__What is expected__. Below are records; please set down exactly the lines from the first through the one containing "use tracing_subscriber::FmtSubscriber;".

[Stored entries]
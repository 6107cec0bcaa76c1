//! Vehicle Safety Guardian API Server
//!
//! HTTP host surface for the sensor fusion pipeline: camera frames,
//! positioning and sign updates in, risk assessment out.

use axum::{
    extract::State,
    http::StatusCode,
    response::{IntoResponse, Response},
    routing::{get, post},
    Json, Router,
};
use event_fusion::{Collaborators, FusionError, SensorFusionCoordinator};
use serde::Serialize;
use std::str::FromStr;
use std::sync::Arc;
use std::time::Instant;
use thiserror::Error;
use tower_http::{cors::CorsLayer, trace::TraceLayer};
use tracing::{info, Level};
use tracing_subscriber::FmtSubscriber;

mod routes;
mod settings;
mod speech;

pub use settings::Settings;
pub use speech::TracingSpeechEngine;

/// API errors
#[derive(Debug, Error)]
pub enum ApiError {
    #[error("Bad request: {0}")]
    BadRequest(String),

    #[error("Pipeline is shut down")]
    ShutDown,

    #[error("Internal error: {0}")]
    Internal(String),
}

impl From<FusionError> for ApiError {
    fn from(e: FusionError) -> Self {
        match e {
            FusionError::ShutDown => ApiError::ShutDown,
            FusionError::Capture(e) => ApiError::BadRequest(e.to_string()),
            e => ApiError::Internal(e.to_string()),
        }
    }
}

#[derive(Debug, Serialize)]
struct ErrorBody {
    error: String,
}

impl IntoResponse for ApiError {
    fn into_response(self) -> Response {
        let status = match self {
            ApiError::BadRequest(_) => StatusCode::BAD_REQUEST,
            ApiError::ShutDown => StatusCode::SERVICE_UNAVAILABLE,
            ApiError::Internal(_) => StatusCode::INTERNAL_SERVER_ERROR,
        };
        let body = ErrorBody {
            error: self.to_string(),
        };
        (status, Json(body)).into_response()
    }
}

/// Application state shared across handlers
pub struct AppState {
    pub coordinator: SensorFusionCoordinator,
    /// Version string
    pub version: String,
    /// Start time
    pub start_time: Instant,
}

impl AppState {
    /// Start the pipeline with unloaded perception models and the logging
    /// speech engine. Must be called from within a tokio runtime.
    pub fn new(settings: &Settings) -> Result<Self, FusionError> {
        let (sink, events) = alerting::speech_channel();
        let engine = Arc::new(TracingSpeechEngine::new(
            sink,
            tokio::runtime::Handle::current(),
            settings.speech_ms_per_char,
        ));
        let coordinator = SensorFusionCoordinator::spawn(
            settings.fusion.clone(),
            Collaborators::unloaded(),
            engine,
            events,
        )?;

        Ok(Self {
            coordinator,
            version: env!("CARGO_PKG_VERSION").to_string(),
            start_time: Instant::now(),
        })
    }
}

/// Health response
#[derive(Debug, Serialize)]
pub struct HealthResponse {
    pub status: String,
    pub timestamp: u64,
    pub version: String,
    pub uptime_seconds: u64,
}

/// Create the application router
pub fn create_router(state: Arc<AppState>) -> Router {
    Router::new()
        .route("/api/v1/health", get(health_handler))
        .route("/api/v1/risk", get(routes::risk::get_risk))
        .route("/api/v1/location", post(routes::sensors::post_location))
        .route("/api/v1/sign", post(routes::sensors::post_sign))
        .route("/api/v1/frames", post(routes::frames::post_frame))
        .layer(TraceLayer::new_for_http())
        .layer(CorsLayer::permissive())
        .with_state(state)
}

/// Health check handler
async fn health_handler(State(state): State<Arc<AppState>>) -> impl IntoResponse {
    let timestamp = std::time::SystemTime::now()
        .duration_since(std::time::UNIX_EPOCH)
        .map(|d| d.as_secs())
        .unwrap_or(0);

    let (status, code) = if state.coordinator.is_shut_down() {
        ("shutting_down", StatusCode::SERVICE_UNAVAILABLE)
    } else {
        ("healthy", StatusCode::OK)
    };

    let response = HealthResponse {
        status: status.to_string(),
        timestamp,
        version: state.version.clone(),
        uptime_seconds: state.start_time.elapsed().as_secs(),
    };

    (code, Json(response))
}

/// Initialize logging at `level` (trace, debug, info, warn, error)
pub fn init_logging(level: &str) -> anyhow::Result<()> {
    let level = Level::from_str(level)
        .map_err(|_| anyhow::anyhow!("Invalid log level: {}", level))?;
    let subscriber = FmtSubscriber::builder()
        .with_max_level(level)
        .with_target(true)
        .finish();

    tracing::subscriber::set_global_default(subscriber)
        .map_err(|e| anyhow::anyhow!("Failed to set tracing subscriber: {}", e))?;
    Ok(())
}

/// Run the server until `shutdown` resolves, then stop the pipeline
pub async fn run_server<F>(settings: Settings, shutdown: F) -> anyhow::Result<()>
where
    F: std::future::Future<Output = ()> + Send + 'static,
{
    let state = Arc::new(AppState::new(&settings)?);
    let app = create_router(state.clone());

    info!("Starting API server on {}", settings.listen_addr);

    let listener = tokio::net::TcpListener::bind(&settings.listen_addr).await?;
    axum::serve(listener, app)
        .with_graceful_shutdown(shutdown)
        .await?;

    // joins the consumer and completion threads
    tokio::task::spawn_blocking(move || state.coordinator.shutdown()).await?;
    info!("API server stopped");

    Ok(())
}
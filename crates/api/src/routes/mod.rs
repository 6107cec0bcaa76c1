//! HTTP routes

pub mod frames;
pub mod risk;
pub mod sensors;
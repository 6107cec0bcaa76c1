//! Alert configuration

use serde::{Deserialize, Serialize};
use std::time::Duration;

/// Alert configuration
#[derive(Debug, Clone, Serialize, Deserialize)]
#[serde(default)]
pub struct AlertConfig {
    /// Maximum queued alerts while an utterance is active
    pub max_pending: usize,
    /// Speech rate for urgent alerts
    pub urgent_rate: f32,
    /// Speech volume for urgent alerts (0.0 to 1.0)
    pub urgent_volume: f32,
    /// Speech rate for normal alerts
    pub normal_rate: f32,
    /// Speech volume for normal alerts (0.0 to 1.0)
    pub normal_volume: f32,
    /// Cooldown between repeats of a normal alert kind (milliseconds)
    pub cooldown_ms: u64,
    /// Cooldown between repeats of an urgent alert kind (milliseconds)
    pub urgent_cooldown_ms: u64,
}

impl Default for AlertConfig {
    fn default() -> Self {
        Self {
            max_pending: 8,
            urgent_rate: 1.1,
            urgent_volume: 1.0,
            normal_rate: 0.9,
            normal_volume: 0.8,
            cooldown_ms: 5000,
            urgent_cooldown_ms: 2000,
        }
    }
}

impl AlertConfig {
    pub fn cooldown(&self) -> Duration {
        Duration::from_millis(self.cooldown_ms)
    }

    pub fn urgent_cooldown(&self) -> Duration {
        Duration::from_millis(self.urgent_cooldown_ms)
    }
}
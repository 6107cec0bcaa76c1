//! Sensor Routes

use std::sync::Arc;
use std::time::Instant;

use adas::{LocationSample, SignReading};
use axum::{extract::State, http::StatusCode, Json};
use serde::{Deserialize, Serialize};
use tracing::debug;

use crate::{ApiError, AppState};

/// Positioning update
#[derive(Debug, Deserialize)]
pub struct LocationUpdate {
    /// Ground speed (m/s)
    pub speed_mps: f32,
}

/// Recognized sign pushed by an external classifier
#[derive(Debug, Deserialize)]
pub struct SignUpdate {
    pub label: String,
    pub confidence: f32,
}

#[derive(Debug, Serialize)]
pub struct LocationAccepted {
    pub speed_kmh: f32,
}

#[derive(Debug, Serialize)]
pub struct SignAccepted {
    pub label: String,
    pub derived_speed_limit: Option<u32>,
}

/// Replace the latest location sample
pub async fn post_location(
    State(state): State<Arc<AppState>>,
    Json(update): Json<LocationUpdate>,
) -> Result<(StatusCode, Json<LocationAccepted>), ApiError> {
    if !update.speed_mps.is_finite() || update.speed_mps < 0.0 {
        return Err(ApiError::BadRequest(format!("invalid speed {}", update.speed_mps)));
    }

    let sample = LocationSample::now(update.speed_mps);
    state.coordinator.submit_location(sample)?;
    debug!("Location update: {:.1} m/s", update.speed_mps);

    Ok((
        StatusCode::ACCEPTED,
        Json(LocationAccepted {
            speed_kmh: sample.speed_kmh(),
        }),
    ))
}

/// Replace the latest sign reading
pub async fn post_sign(
    State(state): State<Arc<AppState>>,
    Json(update): Json<SignUpdate>,
) -> Result<(StatusCode, Json<SignAccepted>), ApiError> {
    if !(0.0..=1.0).contains(&update.confidence) {
        return Err(ApiError::BadRequest(format!(
            "confidence {} outside [0, 1]",
            update.confidence
        )));
    }

    let reading = SignReading::from_label(update.label, update.confidence, Instant::now());
    let accepted = SignAccepted {
        label: reading.label.clone(),
        derived_speed_limit: reading.derived_speed_limit,
    };
    state.coordinator.submit_sign_reading(reading)?;
    debug!("Sign update: {}", accepted.label);

    Ok((StatusCode::ACCEPTED, Json(accepted)))
}
//! Sensor Fusion Coordinator
//!
//! Owns the pipeline: frame buffer, consumer thread, sensor slots, frame
//! rate monitor and alert arbiter. Producers call in from any thread.

use std::sync::atomic::{AtomicBool, Ordering};
use std::sync::Arc;
use std::thread::{self, JoinHandle};

use adas::{
    ClosingSpeedTracker, DetectionAggregator, LaneDetector, LocationSample, NoTracking,
    ObjectDetector, RiskAssessment, SignReading, SignRecognizer, Unloaded,
};
use alerting::{AlertArbiter, ArbiterStats, SpeechEngine, SpeechEvents};
use camera_capture::{decode_jpeg, FrameStamper, VideoFrame};
use frame_buffer::{FrameBuffer, Offer};
use parking_lot::Mutex;
use rate_monitor::RateMonitor;
use tracing::{debug, info};

use crate::cycle::{FusionCycle, SensorSlots};
use crate::{FusionConfig, FusionError, Observable, PipelineStats, StatsSnapshot, SubscriptionId};

/// Perception models driven by the consumer thread
pub struct Collaborators {
    pub detector: Box<dyn ObjectDetector>,
    pub tracker: Box<dyn ClosingSpeedTracker>,
    pub lane: Box<dyn LaneDetector>,
    pub signs: Box<dyn SignRecognizer>,
}

impl Collaborators {
    /// No models loaded: every cycle degrades to empty results
    pub fn unloaded() -> Self {
        Self {
            detector: Box::new(Unloaded),
            tracker: Box::new(NoTracking),
            lane: Box::new(Unloaded),
            signs: Box::new(Unloaded),
        }
    }
}

impl Default for Collaborators {
    fn default() -> Self {
        Self::unloaded()
    }
}

/// Top-level owner of the fusion pipeline
pub struct SensorFusionCoordinator {
    frames: Arc<FrameBuffer<VideoFrame>>,
    stamper: FrameStamper,
    slots: Arc<SensorSlots>,
    risk: Arc<Observable<RiskAssessment>>,
    frame_rate: Arc<Observable<u64>>,
    stats: Arc<PipelineStats>,
    arbiter: Arc<AlertArbiter>,
    rate: Arc<RateMonitor>,
    consumer: Mutex<Option<JoinHandle<()>>>,
    closed: AtomicBool,
}

impl SensorFusionCoordinator {
    /// Start the pipeline.
    ///
    /// `speech_events` is the receiving half of the channel whose sink was
    /// handed to `engine`.
    pub fn spawn(
        config: FusionConfig,
        collaborators: Collaborators,
        engine: Arc<dyn SpeechEngine>,
        speech_events: SpeechEvents,
    ) -> Result<Self, FusionError> {
        info!("Starting sensor fusion with config: {:?}", config);

        let arbiter = Arc::new(AlertArbiter::new(config.alerts.clone(), engine));
        arbiter.attach(speech_events)?;

        let frames = Arc::new(FrameBuffer::new(config.frame_capacity));
        let slots = Arc::new(SensorSlots::new());
        let risk = Arc::new(Observable::default());
        let frame_rate = Arc::new(Observable::new(0u64));
        let stats = Arc::new(PipelineStats::new());

        let published = frame_rate.clone();
        let rate = Arc::new(RateMonitor::new(config.rate_period(), move |fps| {
            debug!("Frame rate: {} fps", fps);
            published.publish(fps);
        }));

        let Collaborators {
            detector,
            tracker,
            lane,
            signs,
        } = collaborators;
        let mut cycle = FusionCycle::new(
            detector,
            tracker,
            lane,
            signs,
            DetectionAggregator::new(config.adas.clone()),
            &config.alerts,
            slots.clone(),
            risk.clone(),
            arbiter.clone(),
            stats.clone(),
        );

        let consumer_frames = frames.clone();
        let consumer_rate = rate.clone();
        let consumer = thread::Builder::new()
            .name("fusion-consumer".to_string())
            .spawn(move || {
                while let Ok(frame) = consumer_frames.take() {
                    cycle.process(frame);
                    consumer_rate.on_event();
                }
                debug!("Fusion consumer stopped");
            })
            .map_err(|e| FusionError::Spawn("consumer", e))?;

        rate.start();

        Ok(Self {
            frames,
            stamper: FrameStamper::new(),
            slots,
            risk,
            frame_rate,
            stats,
            arbiter,
            rate,
            consumer: Mutex::new(Some(consumer)),
            closed: AtomicBool::new(false),
        })
    }

    /// Offer a frame to the consumer. Never blocks.
    ///
    /// `Ok(Offer::EvictedOldest)` when the oldest buffered frame made room.
    pub fn submit_frame(&self, frame: VideoFrame) -> Result<Offer, FusionError> {
        self.ensure_open()?;

        let offer = self.frames.offer(frame);
        match offer {
            Offer::Accepted => self.stats.inc(&self.stats.frames_offered),
            Offer::EvictedOldest => {
                self.stats.inc(&self.stats.frames_offered);
                self.stats.inc(&self.stats.frames_evicted);
            }
            Offer::Closed => return Err(FusionError::ShutDown),
        }
        Ok(offer)
    }

    /// Stamp raw RGB data with the next sequence number and offer it
    pub fn submit_rgb(&self, data: Vec<u8>, width: u32, height: u32) -> Result<Offer, FusionError> {
        self.ensure_open()?;
        let frame = self.stamper.stamp(data, width, height)?;
        self.submit_frame(frame)
    }

    /// Decode a JPEG image and offer it
    pub fn submit_jpeg(&self, jpeg: &[u8]) -> Result<Offer, FusionError> {
        self.ensure_open()?;
        let (data, width, height) = decode_jpeg(jpeg)?;
        self.submit_rgb(data, width, height)
    }

    /// Replace the latest location sample
    pub fn submit_location(&self, sample: LocationSample) -> Result<(), FusionError> {
        self.ensure_open()?;
        self.slots.set_location(sample);
        Ok(())
    }

    /// Replace the latest sign reading
    pub fn submit_sign_reading(&self, reading: SignReading) -> Result<(), FusionError> {
        self.ensure_open()?;
        self.slots.set_sign(reading);
        Ok(())
    }

    fn ensure_open(&self) -> Result<(), FusionError> {
        if self.closed.load(Ordering::Acquire) {
            return Err(FusionError::ShutDown);
        }
        Ok(())
    }

    /// Call `callback` with the current assessment and every later one
    pub fn observe_risk_assessment<F>(&self, callback: F) -> SubscriptionId
    where
        F: Fn(&RiskAssessment) + Send + Sync + 'static,
    {
        self.risk.subscribe(callback)
    }

    pub fn risk(&self) -> &Observable<RiskAssessment> {
        &self.risk
    }

    /// Frames processed per sampling period
    pub fn frame_rate(&self) -> &Observable<u64> {
        &self.frame_rate
    }

    pub fn stats(&self) -> StatsSnapshot {
        self.stats.snapshot()
    }

    pub fn alert_stats(&self) -> ArbiterStats {
        self.arbiter.stats()
    }

    pub fn arbiter(&self) -> &AlertArbiter {
        &self.arbiter
    }

    pub fn is_shut_down(&self) -> bool {
        self.closed.load(Ordering::Acquire)
    }

    /// Stop the pipeline: release buffered frames, stop the consumer and
    /// the rate monitor, drain alerts. Idempotent.
    pub fn shutdown(&self) {
        if self.closed.swap(true, Ordering::AcqRel) {
            return;
        }

        let released = self.frames.shutdown();
        self.rate.stop();

        if let Some(consumer) = self.consumer.lock().take() {
            if consumer.thread().id() != thread::current().id() {
                let _ = consumer.join();
            }
        }

        self.arbiter.shutdown();
        info!("Sensor fusion shut down ({} buffered frames released)", released);
    }
}

impl Drop for SensorFusionCoordinator {
    fn drop(&mut self) {
        self.shutdown();
    }
}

__Result__.
repository 6107cec0bcaa76c1
//! Vehicle Safety Guardian API Server
//!
//! HTTP host surface for the sensor fusion pipeline: camera frames,
//! positioning and sign updates in, risk assessment out.

use axum::{
    extract::State,
    http::StatusCode,
    response::{IntoResponse, Response},
    routing::{get, post},
    Json, Router,
};
use event_fusion::{Collaborators, FusionError, SensorFusionCoordinator};
use serde::Serialize;
use std::str::FromStr;
use std::sync::Arc;
use std::time::Instant;
use thiserror::Error;
use tower_http::{cors::CorsLayer, trace::TraceLayer};
use tracing::{info, Level};
use tracing_subscriber::FmtSubscriber;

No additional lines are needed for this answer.